((

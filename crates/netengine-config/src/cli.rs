//! Command-line argument parsing.

use std::path::PathBuf;

use clap::Parser;

use crate::Config;

/// NetEngine command-line arguments.
///
/// CLI values override settings loaded from `config.ron`.
#[derive(Parser, Debug, Default)]
#[command(name = "netengine", about = "NetEngine message server")]
pub struct CliArgs {
    /// Address to bind.
    #[arg(long)]
    pub bind: Option<String>,

    /// Port to bind (server) or dial (client).
    #[arg(long)]
    pub port: Option<u16>,

    /// Server host for clients.
    #[arg(long)]
    pub server: Option<String>,

    /// Target tick rate in Hz.
    #[arg(long)]
    pub tick_frequency: Option<u32>,

    /// Pending-authentication TTL in milliseconds.
    #[arg(long)]
    pub auth_ttl_ms: Option<u64>,

    /// Maximum simultaneous connections (0 = unlimited).
    #[arg(long)]
    pub max_connections: Option<u32>,

    /// Require authentication before content is accepted.
    #[arg(long)]
    pub authentication_mandatory: Option<bool>,

    /// Enable TLS.
    #[arg(long)]
    pub tls: Option<bool>,

    /// Log level (error, warn, info, debug, trace).
    #[arg(long)]
    pub log_level: Option<String>,

    /// Path to config directory (overrides default location).
    #[arg(long)]
    pub config: Option<PathBuf>,
}

impl Config {
    /// Apply CLI overrides to a loaded config.
    pub fn apply_cli_overrides(&mut self, args: &CliArgs) {
        if let Some(ref bind) = args.bind {
            self.server.bind_address = bind.clone();
        }
        if let Some(port) = args.port {
            self.server.port = port;
            self.client.server_port = port;
        }
        if let Some(ref server) = args.server {
            self.client.server_address = server.clone();
        }
        if let Some(hz) = args.tick_frequency {
            self.server.tick_frequency = hz;
        }
        if let Some(ttl) = args.auth_ttl_ms {
            self.server.auth_ttl_ms = ttl;
        }
        if let Some(max) = args.max_connections {
            self.server.max_connections = max;
        }
        if let Some(mandatory) = args.authentication_mandatory {
            self.server.authentication_mandatory = mandatory;
        }
        if let Some(tls) = args.tls {
            self.tls.enabled = tls;
        }
        if let Some(ref level) = args.log_level {
            self.logging.level = level.clone();
        }
    }
}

))

Each record above must be restated in full, word for word.

* _Problem solution_
filename crates/netengine-config/src/cli.rs
//! Command-line argument parsing.

use std::path::PathBuf;

use clap::Parser;

use crate::Config;

/// NetEngine command-line arguments.
///
/// CLI values override settings loaded from `config.ron`.
#[derive(Parser, Debug, Default)]
#[command(name = "netengine", about = "NetEngine message server")]
pub struct CliArgs {
    /// Address to bind.
    #[arg(long)]
    pub bind: Option<String>,

    /// Port to bind (server) or dial (client).
    #[arg(long)]
    pub port: Option<u16>,

    /// Server host for clients.
    #[arg(long)]
    pub server: Option<String>,

    /// Target tick rate in Hz.
    #[arg(long)]
    pub tick_frequency: Option<u32>,

    /// Pending-authentication TTL in milliseconds.
    #[arg(long)]
    pub auth_ttl_ms: Option<u64>,

    /// Maximum simultaneous connections (0 = unlimited).
    #[arg(long)]
    pub max_connections: Option<u32>,

    /// Require authentication before content is accepted.
    #[arg(long)]
    pub authentication_mandatory: Option<bool>,

    /// Enable TLS.
    #[arg(long)]
    pub tls: Option<bool>,

    /// Log level (error, warn, info, debug, trace).
    #[arg(long)]
    pub log_level: Option<String>,

    /// Path to config directory (overrides default location).
    #[arg(long)]
    pub config: Option<PathBuf>,
}

impl Config {
    /// Apply CLI overrides to a loaded config.
    pub fn apply_cli_overrides(&mut self, args: &CliArgs) {
        if let Some(ref bind) = args.bind {
            self.server.bind_address = bind.clone();
        }
        if let Some(port) = args.port {
            self.server.port = port;
            self.client.server_port = port;
        }
        if let Some(ref server) = args.server {
            self.client.server_address = server.clone();
        }
        if let Some(hz) = args.tick_frequency {
            self.server.tick_frequency = hz;
        }
        if let Some(ttl) = args.auth_ttl_ms {
            self.server.auth_ttl_ms = ttl;
        }
        if let Some(max) = args.max_connections {
            self.server.max_connections = max;
        }
        if let Some(mandatory) = args.authentication_mandatory {
            self.server.authentication_mandatory = mandatory;
        }
        if let Some(tls) = args.tls {
            self.tls.enabled = tls;
        }
        if let Some(ref level) = args.log_level {
            self.logging.level = level.clone();
        }
    }
}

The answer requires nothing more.